**** Materials provided

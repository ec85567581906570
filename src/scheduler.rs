//! # Scheduler Seam
//!
//! The graph never blocks or polls by itself. [`Graph::run`] repeatedly
//! hands the set of currently enabled events to a [`Scheduler`] and
//! delivers whichever event the scheduler picks. What "picking" means is
//! entirely up to the implementation: a real reactor would wait on file
//! descriptors and timers and answer with the event whose occurrence it
//! observed; the built-in [`IdleScheduler`] simply fires idle events as
//! fast as the graph can process them.
//!
//! Event registration works indirectly: the graph tracks each event's
//! enabled state (module calls and throttle routing both feed it), and the
//! scheduler observes the resulting set every iteration. A scheduler with
//! per-event setup costs can diff consecutive sets to register and
//! unregister with its reactor.
//!
//! [`Graph::run`]: crate::graph::Graph::run

use crate::event::{EventId, EventKind, EventView};

/// Picks the next event to deliver out of the currently enabled ones.
///
/// Returning `None` terminates the run loop even though enabled events
/// remain — the seam for external shutdown and for test drivers with an
/// iteration budget.
///
/// Any `FnMut(&[EventView]) -> Option<EventId>` closure is a scheduler:
///
/// ```
/// use packetweave::event::{EventId, EventView};
///
/// // Deliver at most 100 events, round-robin is up to the graph's order.
/// let mut budget = 100;
/// let mut scheduler = move |enabled: &[EventView]| -> Option<EventId> {
///   if budget == 0 {
///     return None;
///   }
///   budget -= 1;
///   enabled.first().map(|view| view.id)
/// };
/// # let _ = &mut scheduler;
/// ```
pub trait Scheduler {
  /// Selects one of the enabled events for delivery, or `None` to stop.
  fn select(&mut self, enabled: &[EventView]) -> Option<EventId>;
}

impl<F> Scheduler for F
where
  F: FnMut(&[EventView]) -> Option<EventId>,
{
  fn select(&mut self, enabled: &[EventView]) -> Option<EventId> {
    self(enabled)
  }
}

/// Scheduler that keeps delivering [`EventKind::Idle`] events round-robin
/// while any are enabled.
///
/// This is all a feeder-driven graph needs: the run loop spins until every
/// idle event has been disabled by throttling, then
/// [`Graph::run`](crate::graph::Graph::run) returns on its own.
#[derive(Debug, Default)]
pub struct IdleScheduler {
  cursor: usize,
}

impl IdleScheduler {
  /// Creates an idle-event scheduler.
  pub fn new() -> Self {
    Self::default()
  }
}

impl Scheduler for IdleScheduler {
  fn select(&mut self, enabled: &[EventView]) -> Option<EventId> {
    let idle: Vec<&EventView> = enabled
      .iter()
      .filter(|view| view.kind == EventKind::Idle)
      .collect();
    if idle.is_empty() {
      return None;
    }
    self.cursor = (self.cursor + 1) % idle.len();
    Some(idle[self.cursor].id)
  }
}

#[cfg(test)]
mod tests {
  use super::*;

  fn view(id: usize, kind: EventKind) -> EventView {
    EventView {
      id: EventId(id),
      kind,
      name: format!("event{id}"),
    }
  }

  #[test]
  fn idle_scheduler_skips_non_idle_events() {
    let mut scheduler = IdleScheduler::new();
    let enabled = vec![view(0, EventKind::Manual), view(1, EventKind::Idle)];
    assert_eq!(scheduler.select(&enabled), Some(EventId(1)));
  }

  #[test]
  fn idle_scheduler_stops_without_idle_events() {
    let mut scheduler = IdleScheduler::new();
    assert_eq!(scheduler.select(&[view(0, EventKind::Manual)]), None);
    assert_eq!(scheduler.select(&[]), None);
  }

  #[test]
  fn idle_scheduler_alternates_between_idle_events() {
    let mut scheduler = IdleScheduler::new();
    let enabled = vec![view(0, EventKind::Idle), view(1, EventKind::Idle)];
    let first = scheduler.select(&enabled).unwrap();
    let second = scheduler.select(&enabled).unwrap();
    assert_ne!(first, second);
  }
}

********

■ Task statement
Repeat the records above in full, character for character.

■ Response below
repository ec85567581906570
filename src/scheduler.rs
//! # Scheduler Seam
//!
//! The graph never blocks or polls by itself. [`Graph::run`] repeatedly
//! hands the set of currently enabled events to a [`Scheduler`] and
//! delivers whichever event the scheduler picks. What "picking" means is
//! entirely up to the implementation: a real reactor would wait on file
//! descriptors and timers and answer with the event whose occurrence it
//! observed; the built-in [`IdleScheduler`] simply fires idle events as
//! fast as the graph can process them.
//!
//! Event registration works indirectly: the graph tracks each event's
//! enabled state (module calls and throttle routing both feed it), and the
//! scheduler observes the resulting set every iteration. A scheduler with
//! per-event setup costs can diff consecutive sets to register and
//! unregister with its reactor.
//!
//! [`Graph::run`]: crate::graph::Graph::run

use crate::event::{EventId, EventKind, EventView};

/// Picks the next event to deliver out of the currently enabled ones.
///
/// Returning `None` terminates the run loop even though enabled events
/// remain — the seam for external shutdown and for test drivers with an
/// iteration budget.
///
/// Any `FnMut(&[EventView]) -> Option<EventId>` closure is a scheduler:
///
/// ```
/// use packetweave::event::{EventId, EventView};
///
/// // Deliver at most 100 events, round-robin is up to the graph's order.
/// let mut budget = 100;
/// let mut scheduler = move |enabled: &[EventView]| -> Option<EventId> {
///   if budget == 0 {
///     return None;
///   }
///   budget -= 1;
///   enabled.first().map(|view| view.id)
/// };
/// # let _ = &mut scheduler;
/// ```
pub trait Scheduler {
  /// Selects one of the enabled events for delivery, or `None` to stop.
  fn select(&mut self, enabled: &[EventView]) -> Option<EventId>;
}

impl<F> Scheduler for F
where
  F: FnMut(&[EventView]) -> Option<EventId>,
{
  fn select(&mut self, enabled: &[EventView]) -> Option<EventId> {
    self(enabled)
  }
}

/// Scheduler that keeps delivering [`EventKind::Idle`] events round-robin
/// while any are enabled.
///
/// This is all a feeder-driven graph needs: the run loop spins until every
/// idle event has been disabled by throttling, then
/// [`Graph::run`](crate::graph::Graph::run) returns on its own.
#[derive(Debug, Default)]
pub struct IdleScheduler {
  cursor: usize,
}

impl IdleScheduler {
  /// Creates an idle-event scheduler.
  pub fn new() -> Self {
    Self::default()
  }
}

impl Scheduler for IdleScheduler {
  fn select(&mut self, enabled: &[EventView]) -> Option<EventId> {
    let idle: Vec<&EventView> = enabled
      .iter()
      .filter(|view| view.kind == EventKind::Idle)
      .collect();
    if idle.is_empty() {
      return None;
    }
    self.cursor = (self.cursor + 1) % idle.len();
    Some(idle[self.cursor].id)
  }
}

#[cfg(test)]
mod tests {
  use super::*;

  fn view(id: usize, kind: EventKind) -> EventView {
    EventView {
      id: EventId(id),
      kind,
      name: format!("event{id}"),
    }
  }

  #[test]
  fn idle_scheduler_skips_non_idle_events() {
    let mut scheduler = IdleScheduler::new();
    let enabled = vec![view(0, EventKind::Manual), view(1, EventKind::Idle)];
    assert_eq!(scheduler.select(&enabled), Some(EventId(1)));
  }

  #[test]
  fn idle_scheduler_stops_without_idle_events() {
    let mut scheduler = IdleScheduler::new();
    assert_eq!(scheduler.select(&[view(0, EventKind::Manual)]), None);
    assert_eq!(scheduler.select(&[]), None);
  }

  #[test]
  fn idle_scheduler_alternates_between_idle_events() {
    let mut scheduler = IdleScheduler::new();
    let enabled = vec![view(0, EventKind::Idle), view(1, EventKind::Idle)];
    let first = scheduler.select(&enabled).unwrap();
    let second = scheduler.select(&enabled).unwrap();
    assert_ne!(first, second);
  }
}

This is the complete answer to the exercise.